Friday, May 2, 2014

AFTER KERRY'S MISSION

Is there anything new to be taken from Kerry’s frenzied and failed effort to broker a deal between Netanyahu and Abbas? Maybe not really “new”, but definitive, clear as clear can be.

Israel’s ruling circles are dead set against a Palestinian state. They don’t want it because they are bent on continued colonial expansion in the occupied territories. The strategic goal of the ultra Right, which exerts powerful pressure on Israeli government policy, is to take over all of so-called “biblical Israel”, to drive Palestinians out, to create a permanent Jewish majority by any means necessary.

The government of the United States, even when its interests come into collision with Israeli policy, is fully committed to preserving its huge military and economic investment in Israel as its strongest ally in the Middle East. Moreover, persistent lobbying, political funding and media bias have sustained a narrative in which criticism of Israel is treated as unpatriotic or anti-Semitic. That has begun to change, notably within the Jewish community, but it remains a major obstacle to a substantive shift in US policy.

Once and for all, the Kerry mission proved that the United States can’t and won’t “solve” the Israeli/Palestine conflict.

So what now?  Is there a different way to go toward ending the occupation?

To begin with, the Palestinians are fully justified in disregarding the Israeli ultimatum “forbidding” reconciliation and elections to establish unified leadership and representation for Palestine. They have every right and reason to advance their cause within the UN and to muster support internationally for an end to the occupation. In fact, the status quo can’t be changed without unremitting worldwide condemnation of the occupation.

Netanyahu’s cohorts try in vain to censor the word that keeps cropping up: “apartheid”. It was spoken years ago by Jimmy Carter when he warned that the settlers were creating “facts on the ground” that would block any future agreement. It was spoken by Bishop Tutu and now, despite a forced and half-hearted apology, by John Kerry. Tom Friedman and other longtime partisans of Israel have warned that the movement for “Boycott, Divestment and Sanctions” is amassing support as a growing challenge to the occupation.

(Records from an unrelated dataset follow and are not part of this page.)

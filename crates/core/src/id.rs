//! Strongly-typed identifiers used across the ledger.

use core::str::FromStr;
use serde::{Deserialize, Serialize};
use uuid::Uuid;

use crate::error::LedgerError;

/// Identifier of a user taking part in shared expenses.
///
/// Users are opaque to this crate: equality and ordering are by id only.
#[derive(Debug, Copy, Clone, PartialEq, Eq, PartialOrd, Ord, Hash, Serialize, Deserialize)]
#[serde(transparent)]
pub struct UserId(Uuid);

/// Identifier of an expense held by a ledger.
#[derive(Debug, Copy, Clone, PartialEq, Eq, PartialOrd, Ord, Hash, Serialize, Deserialize)]
#[serde(transparent)]
pub struct ExpenseId(Uuid);

macro_rules! impl_uuid_newtype {
    ($t:ty, $name:literal) => {
        impl $t {
            /// Create a new identifier.
            ///
            /// Uses UUIDv7 (time-ordered). Prefer passing IDs explicitly in tests
            /// for determinism.
            pub fn new() -> Self {
                Self(Uuid::now_v7())
            }

            pub fn from_uuid(uuid: Uuid) -> Self {
                Self(uuid)
            }

            /// Deterministic identifier from an integer (fixtures, seeded data).
            pub const fn from_u128(value: u128) -> Self {
                Self(Uuid::from_u128(value))
            }

            pub fn as_uuid(&self) -> &Uuid {
                &self.0
            }
        }

        impl Default for $t {
            fn default() -> Self {
                Self::new()
            }
        }

        impl core::fmt::Display for $t {
            fn fmt(&self, f: &mut core::fmt::Formatter<'_>) -> core::fmt::Result {
                core::fmt::Display::fmt(&self.0, f)
            }
        }

        impl From<Uuid> for $t {
            fn from(value: Uuid) -> Self {
                Self(value)
            }
        }

        impl From<$t> for Uuid {
            fn from(value: $t) -> Self {
                value.0
            }
        }

        impl FromStr for $t {
            type Err = LedgerError;

            fn from_str(s: &str) -> Result<Self, Self::Err> {
                let uuid = Uuid::from_str(s)
                    .map_err(|e| LedgerError::invalid_id(format!("{}: {}", $name, e)))?;
                Ok(Self(uuid))
            }
        }
    };
}

impl_uuid_newtype!(UserId, "UserId");
impl_uuid_newtype!(ExpenseId, "ExpenseId");
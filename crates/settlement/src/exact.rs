//! Exact minimum settlement via subset dynamic programming.
//!
//! A set of `n` non-zero balances summing to zero can be partitioned into disjoint
//! zero-sum groups; a group of size `k` settles internally with `k − 1` transfers.
//! The minimum number of transfers is therefore `n − g`, where `g` is the largest
//! number of disjoint zero groups:
//!
//! ```text
//! dfs(0)    = 0
//! dfs(mask) = max over sub-masks M ⊆ mask with sum(M) = 0 of 1 + dfs(mask ^ M)
//! ```
//!
//! Submask enumeration is `O(3^n)`; callers must bound `n`.

use splitledger_core::{LedgerError, LedgerResult, Money, UserId};

use crate::balances::Transaction;
use crate::config::capped;
use crate::greedy;

pub const ALGORITHM: &str = "exact";

/// Minimum number of transactions that settles `balances`.
pub fn minimum_count(balances: &[(UserId, Money)], limit: usize) -> LedgerResult<usize> {
    let entries = non_zero(balances, limit)?;
    let groups = ZeroGroups::solve(&entries).groups;
    Ok(entries.len() - groups.len())
}

/// A minimum-length plan: each zero group settled internally by the greedy rule.
pub fn settle(balances: &[(UserId, Money)], limit: usize) -> LedgerResult<Vec<Transaction>> {
    let entries = non_zero(balances, limit)?;
    let groups = ZeroGroups::solve(&entries).groups;

    let mut plan = Vec::with_capacity(entries.len().saturating_sub(groups.len()));
    for mask in groups {
        let members: Vec<(UserId, Money)> = entries
            .iter()
            .enumerate()
            .filter(|(i, _)| mask & (1 << i) != 0)
            .map(|(_, &entry)| entry)
            .collect();
        plan.extend(greedy::settle(&members));
    }
    Ok(plan)
}

fn non_zero(balances: &[(UserId, Money)], limit: usize) -> LedgerResult<Vec<(UserId, Money)>> {
    let entries: Vec<(UserId, Money)> = balances
        .iter()
        .copied()
        .filter(|(_, m)| !m.is_zero())
        .collect();

    // Also keeps masks far inside u32.
    let limit = capped(limit);
    if entries.len() > limit {
        return Err(LedgerError::AlgorithmicBoundExceeded {
            algorithm: ALGORITHM,
            balances: entries.len(),
            limit,
        });
    }
    Ok(entries)
}

/// Memoized search for the largest partition into zero-sum groups.
struct ZeroGroups {
    sums: Vec<i128>,
    memo: Vec<Option<u8>>,
    choice: Vec<u32>,
    groups: Vec<u32>,
}

impl ZeroGroups {
    fn solve(entries: &[(UserId, Money)]) -> Self {
        let n = entries.len();
        let size = 1usize << n;

        let mut sums = vec![0i128; size];
        for mask in 1..size {
            let low = mask.trailing_zeros() as usize;
            sums[mask] = sums[mask & (mask - 1)] + i128::from(entries[low].1.cents());
        }

        let mut search = Self {
            sums,
            memo: vec![None; size],
            choice: vec![0; size],
            groups: Vec::new(),
        };

        let full = (size - 1) as u32;
        search.dfs(full);

        let mut mask = full;
        while mask != 0 {
            let group = search.choice[mask as usize];
            search.groups.push(group);
            mask ^= group;
        }
        search
    }

    /// Most disjoint zero groups covering `mask`. `mask` itself always sums to zero.
    fn dfs(&mut self, mask: u32) -> u8 {
        if mask == 0 {
            return 0;
        }
        if let Some(known) = self.memo[mask as usize] {
            return known;
        }

        // Every zero-sum mask splits entirely into zero groups, so one of them holds
        // the lowest member; fixing it in M loses no partition.
        let low = mask & mask.wrapping_neg();
        let rest = mask ^ low;

        let mut best = 1;
        let mut best_group = mask;
        let mut sub = rest;
        loop {
            let group = sub | low;
            if group != mask && self.sums[group as usize] == 0 {
                let count = 1 + self.dfs(mask ^ group);
                if count > best {
                    best = count;
                    best_group = group;
                }
            }
            if sub == 0 {
                break;
            }
            sub = (sub - 1) & rest;
        }

        self.memo[mask as usize] = Some(best);
        self.choice[mask as usize] = best_group;
        best
    }
}
//! Ordered observer registry (synchronous fan-out).
//!
//! The registry is the subject side of the observer pattern:
//!
//! ```text
//! Subject (mutate, commit) → ObserverRegistry::dispatch → Observer #1
//!                                                        → Observer #2
//!                                                        → ...
//! ```
//!
//! Delivery guarantees:
//! - **Exactly once per dispatch** to each registered observer, in registration order
//! - **Fail-fast**: the first observer error stops delivery and is returned
//! - **Synchronous**: `dispatch` returns only after every notified observer returned

use std::sync::Arc;

use tracing::{debug, warn};

use splitledger_core::{LedgerError, LedgerResult};

use crate::handler::Observer;

/// Handle returned by [`ObserverRegistry::register`], used to unregister.
#[derive(Debug, Copy, Clone, PartialEq, Eq, PartialOrd, Ord, Hash)]
pub struct ObserverId(u64);

impl ObserverId {
    pub fn get(self) -> u64 {
        self.0
    }
}

impl core::fmt::Display for ObserverId {
    fn fmt(&self, f: &mut core::fmt::Formatter<'_>) -> core::fmt::Result {
        write!(f, "observer#{}", self.0)
    }
}

/// Observers registered with a subject, in registration order.
pub struct ObserverRegistry<M> {
    observers: Vec<(ObserverId, Arc<dyn Observer<M>>)>,
    next_id: u64,
}

impl<M> ObserverRegistry<M> {
    pub fn new() -> Self {
        Self::default()
    }

    /// Register an observer; it receives every event dispatched from now on.
    ///
    /// Registering the same `Arc` twice delivers each event to it twice.
    pub fn register(&mut self, observer: Arc<dyn Observer<M>>) -> ObserverId {
        self.next_id += 1;
        let id = ObserverId(self.next_id);
        debug!(observer = observer.name(), %id, "observer registered");
        self.observers.push((id, observer));
        id
    }

    /// Remove a previously registered observer. Returns `false` if `id` is unknown.
    pub fn unregister(&mut self, id: ObserverId) -> bool {
        let before = self.observers.len();
        self.observers.retain(|(oid, _)| *oid != id);
        let removed = self.observers.len() != before;
        if removed {
            debug!(%id, "observer unregistered");
        }
        removed
    }

    pub fn len(&self) -> usize {
        self.observers.len()
    }

    pub fn is_empty(&self) -> bool {
        self.observers.is_empty()
    }

    /// Names of registered observers, in delivery order.
    pub fn names(&self) -> Vec<&str> {
        self.observers.iter().map(|(_, o)| o.name()).collect()
    }

    /// Deliver `event` to every observer in registration order.
    ///
    /// Returns the number of observers notified. On the first failure, delivery stops
    /// and the failure is returned wrapped in [`LedgerError::ObserverFailed`].
    pub fn dispatch(&self, event: &M) -> LedgerResult<usize> {
        for (delivered, (id, observer)) in self.observers.iter().enumerate() {
            if let Err(err) = observer.notify(event) {
                warn!(
                    observer = observer.name(),
                    %id,
                    delivered,
                    error = %err,
                    "observer rejected event; delivery aborted"
                );
                return Err(LedgerError::observer_failed(observer.name(), err));
            }
        }
        Ok(self.observers.len())
    }
}

impl<M> Default for ObserverRegistry<M> {
    fn default() -> Self {
        Self {
            observers: Vec::new(),
            next_id: 0,
        }
    }
}

impl<M> core::fmt::Debug for ObserverRegistry<M> {
    fn fmt(&self, f: &mut core::fmt::Formatter<'_>) -> core::fmt::Result {
        f.debug_list()
            .entries(self.observers.iter().map(|(id, o)| (id, o.name())))
            .finish()
    }
}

The picture can change when a majority of Israelis reject colonial rule over Palestine as shameful and unsustainable, incompatible with a democratic Israel. The days when colonialism was accepted, even advertised as benevolent, are over. 

New avenues to reconciliation, justice and peace may be found once a broader base in international support replaces the exclusive, unbalanced and futile US brokered “peace process”. In any case, experience old and new proves that ultra nationalism and religious fundamentalism – whether Jewish, Muslim, or Christian — yields only isolation, tragedy and ultimate despair.